Recently, a response has been published--Should Sexual Desire and Arousal Disorders in Women Be Merged? A Response to DeRogatis, Clayton, Rosen, Sand, and Pyke (2010) by Lori A. Brotto, Cynthia A. Graham, Yitzchak M. Binik, R. Taylor Segraves and Kenneth J. Zucker--that I wanted to draw interested readers' attention to.
In reading the commentaries about this proposal a curious observation that I couldn't help but make is that there appears to be a rather strong correlation between supporting the merger and lack of pharmaceutical connections. It troubles me, but it's hard not to notice.
Brotto et al. address a criticism that the new proposal is based on expert consensus rather than data:
There is simply no justification for asserting that the proposal for Sexual Interest/Arousal Disorder was based on‘‘theoretical speculations or expert opinion.’’ Comprehensive and critical reviews of the empirical literature were undertaken (Brotto, 2010;Graham, 2010)and these formed the basis for the proposals. It should also be noted that the DSMIV-TR diagnoses of HSDD and FSAD were not based on any systematically collected body of data. The diagnosis of HSDD was the result of the expert opinion of Helen Singer Kaplan and Harold Lief: FSAD appears to have initially resulted from the early theorizing concerning the human sexual response cycle by Masters and Johnson and was probably saved from extinction by the hope that PDE-5 inhibitors would be effective for women.

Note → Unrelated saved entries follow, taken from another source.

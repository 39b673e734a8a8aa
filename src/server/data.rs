//! Data-plane handlers
//!
//! Thin JSON handlers over the key/value store. All of these sit behind the
//! audit gate; by the time a request lands here the policy has already
//! allowed it. A GET that arrives as a WebSocket upgrade becomes a watch
//! stream instead of a one-shot read.

use crate::audit::Caller;
use crate::server::error::ApiError;
use crate::server::{websocket, AppState};
use axum::extract::ws::rejection::WebSocketUpgradeRejection;
use axum::extract::{Path, State, WebSocketUpgrade};
use axum::http::StatusCode;
use axum::response::{IntoResponse, Response};
use axum::{Extension, Json};
use serde_json::json;
use tracing::{debug, info};

fn caller_account(caller: &Option<Extension<Caller>>) -> &str {
    caller.as_ref().map(|c| c.account.as_str()).unwrap_or("-")
}

/// GET /
pub async fn index(State(state): State<AppState>) -> Result<Json<serde_json::Value>, ApiError> {
    let keys = state
        .data
        .keys("")
        .await
        .map_err(|e| ApiError::internal(e.to_string()))?;
    Ok(Json(json!({ "keys": keys })))
}

/// GET /{key...}, either a one-shot read or a watch upgrade.
pub async fn read(
    State(state): State<AppState>,
    Path(key): Path<String>,
    ws: Result<WebSocketUpgrade, WebSocketUpgradeRejection>,
) -> Result<Response, ApiError> {
    if let Ok(ws) = ws {
        return Ok(websocket::watch(ws, state, key));
    }

    let value = state.data.get(&key).await.map_err(|e| {
        debug!(key = %key, error = %e, "read miss");
        ApiError::not_found("item not found")
    })?;

    Ok(Json(json!({ "key": key, "value": value })).into_response())
}

/// POST /{key...}
pub async fn write(
    State(state): State<AppState>,
    Path(key): Path<String>,
    caller: Option<Extension<Caller>>,
    Json(value): Json<serde_json::Value>,
) -> Result<Json<serde_json::Value>, ApiError> {
    state
        .data
        .set(&key, value)
        .await
        .map_err(|e| ApiError::internal(e.to_string()))?;

    info!(key = %key, account = caller_account(&caller), "write");
    Ok(Json(json!({ "key": key })))
}

/// DELETE /{key...}
pub async fn remove(
    State(state): State<AppState>,
    Path(key): Path<String>,
    caller: Option<Extension<Caller>>,
) -> Result<StatusCode, ApiError> {
    use crate::storage::StorageError;

    match state.data.delete(&key).await {
        Ok(()) => {
            info!(key = %key, account = caller_account(&caller), "delete");
            Ok(StatusCode::NO_CONTENT)
        }
        Err(StorageError::NotFound(_)) => Err(ApiError::not_found("item not found")),
        Err(e) => Err(ApiError::internal(e.to_string())),
    }
}
//! Request audit: per-path, per-method access policy
//!
//! Every data-plane request passes through [`AuditPolicy::decide`] before it
//! reaches a handler. The decision works on the request method, the resource
//! path split into slash segments, and the caller identity recovered from the
//! bearer token (if any).
//!
//! Tiers, first match wins:
//!
//! 1. public table: allowed with or without a token
//! 2. no caller: denied
//! 3. root path: any authenticated caller
//! 4. elevated role (`admin` / `root`): allowed everywhere
//! 5. private table: any authenticated caller
//! 6. custom rules: predicate over the path segments and the caller
//! 7. default deny

pub mod bearer;

use crate::auth::Role;
use axum::http::Method;

/// The identity behind a verified bearer token.
#[derive(Debug, Clone, PartialEq, Eq)]
pub struct Caller {
    pub account: String,
    pub role: Role,
}

/// Predicate over the path segments and the caller, for custom rules.
pub type Predicate = Box<dyn Fn(&[&str], &Caller) -> bool + Send + Sync>;

/// Access policy, matched on method and the first path segment.
pub struct AuditPolicy {
    public: Vec<(Method, String)>,
    private: Vec<(Method, String)>,
    rules: Vec<(Method, String, Predicate)>,
}

impl AuditPolicy {
    pub fn new() -> Self {
        Self {
            public: Vec::new(),
            private: Vec::new(),
            rules: Vec::new(),
        }
    }

    /// Allow `method` on paths under `head` without a token.
    pub fn public(mut self, method: Method, head: &str) -> Self {
        self.public.push((method, head.to_string()));
        self
    }

    /// Allow `method` on paths under `head` for any authenticated caller.
    pub fn private(mut self, method: Method, head: &str) -> Self {
        self.private.push((method, head.to_string()));
        self
    }

    /// Allow `method` on paths under `head` when `predicate` accepts the
    /// path segments and the caller.
    pub fn rule<F>(mut self, method: Method, head: &str, predicate: F) -> Self
    where
        F: Fn(&[&str], &Caller) -> bool + Send + Sync + 'static,
    {
        self.rules.push((method, head.to_string(), Box::new(predicate)));
        self
    }

    /// Decide whether `method` on `path` is allowed for `caller`.
    pub fn decide(&self, method: &Method, path: &str, caller: Option<&Caller>) -> bool {
        let path = path.trim_start_matches('/');
        let segments: Vec<&str> = if path.is_empty() {
            Vec::new()
        } else {
            path.split('/').collect()
        };
        let head = segments.first().copied().unwrap_or("");

        if self
            .public
            .iter()
            .any(|(m, h)| m == method && h == head)
        {
            return true;
        }

        let Some(caller) = caller else {
            return false;
        };

        // Any authenticated caller can hit the store root.
        if segments.is_empty() {
            return true;
        }

        if caller.role.is_elevated() {
            return true;
        }

        if self
            .private
            .iter()
            .any(|(m, h)| m == method && h == head)
        {
            return true;
        }

        self.rules
            .iter()
            .any(|(m, h, predicate)| m == method && h == head && predicate(&segments, caller))
    }
}

impl Default for AuditPolicy {
    fn default() -> Self {
        Self::new()
    }
}

/// The stock policy the server ships with.
///
/// Read access to the catalog resources is open, mail drop-off is open, and
/// `things` entries are writable only under the caller's own account segment
/// (`things/{box}/{account}/...`).
pub fn default_policy() -> AuditPolicy {
    let owns_thing = |segments: &[&str], caller: &Caller| {
        segments.len() >= 3 && segments[2] == caller.account
    };

    AuditPolicy::new()
        .public(Method::GET, "boxes")
        .public(Method::GET, "things")
        .public(Method::GET, "posts")
        .public(Method::GET, "stocks")
        .public(Method::GET, "market")
        .public(Method::POST, "mails")
        .rule(Method::POST, "things", owns_thing)
        .rule(Method::DELETE, "things", owns_thing)
}

#[cfg(test)]
mod tests {
    use super::*;

    fn user(account: &str) -> Caller {
        Caller {
            account: account.to_string(),
            role: Role::User,
        }
    }

    fn admin() -> Caller {
        Caller {
            account: "admin".to_string(),
            role: Role::Admin,
        }
    }

    #[test]
    fn test_public_read_without_token() {
        let policy = default_policy();
        assert!(policy.decide(&Method::GET, "/boxes/b1", None));
        assert!(policy.decide(&Method::GET, "/things/b1/u1/i1", None));
        assert!(policy.decide(&Method::POST, "/mails/inbound", None));
    }

    #[test]
    fn test_unauthenticated_write_denied() {
        let policy = default_policy();
        assert!(!policy.decide(&Method::POST, "/boxes/b1", None));
        assert!(!policy.decide(&Method::DELETE, "/things/b1/u1/i1", None));
        assert!(!policy.decide(&Method::GET, "/", None));
    }

    #[test]
    fn test_root_path_any_caller() {
        let policy = default_policy();
        assert!(policy.decide(&Method::GET, "/", Some(&user("u1"))));
    }

    #[test]
    fn test_elevated_allowed_everywhere() {
        let policy = default_policy();
        let caller = admin();
        assert!(policy.decide(&Method::POST, "/boxes/b1", Some(&caller)));
        assert!(policy.decide(&Method::DELETE, "/market/m1", Some(&caller)));
        assert!(policy.decide(&Method::POST, "/things/b1/other/i1", Some(&caller)));
    }

    #[test]
    fn test_ownership_rule() {
        let policy = default_policy();
        let owner = user("u1");
        let stranger = user("u2");

        assert!(policy.decide(&Method::POST, "/things/b1/u1/i1", Some(&owner)));
        assert!(policy.decide(&Method::DELETE, "/things/b1/u1/i1", Some(&owner)));
        assert!(!policy.decide(&Method::POST, "/things/b1/u1/i1", Some(&stranger)));

        // Path too short for the account segment.
        assert!(!policy.decide(&Method::POST, "/things/b1", Some(&owner)));
    }

    #[test]
    fn test_default_deny() {
        let policy = default_policy();
        let caller = user("u1");
        assert!(!policy.decide(&Method::POST, "/boxes/b1", Some(&caller)));
        assert!(!policy.decide(&Method::GET, "/mails/m1", Some(&caller)));
        assert!(!policy.decide(&Method::PUT, "/boxes/b1", Some(&caller)));
    }

    #[test]
    fn test_private_table() {
        let policy = AuditPolicy::new().private(Method::GET, "notes");
        assert!(!policy.decide(&Method::GET, "/notes/n1", None));
        assert!(policy.decide(&Method::GET, "/notes/n1", Some(&user("u1"))));
        assert!(!policy.decide(&Method::POST, "/notes/n1", Some(&user("u1"))));
    }
}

They then make a not-so-subtle suggestion of industry based motivation for criticism:
In their letter, DeRogatis et al. reported on data from two nontreatment studies funded by Boehringer Ingelheim (BI).and then later
Similarly, in DeRogatis et al.’s analysis of baseline data fromthreeBI-funded clinical trials of flibanserin
I counted no few that 5 references to BI having funded relevant studies.
And then their ending:
The basic pre-requisites for any clinical category include demonstrations of diagnostic reliability and construct validity. In fact, there are no published reliability studies for either HSDD or FSAD. We doubt that either diagnosis could withstand a serious reliability check. Considering that both of these diagnoses were created on the basis of expert opinion, have no efficacious treatments, and cannot be differentiated by current psychometrics suggests lack of validity. Other than habit, the motivation to preserve unreliable and invalid diagnostic categories escapes us. On the other hand, there is significant empirical evidence and theory, which we have reviewed, suggesting the overlap between current conceptualizations of desire and arousal. This evidence and theory has motivated our new diagnostic proposal to merge HSDD and FSAD. We hope that the clearly specified criteria for SIAD will motivate definitive studies to address this important diagnostic issue.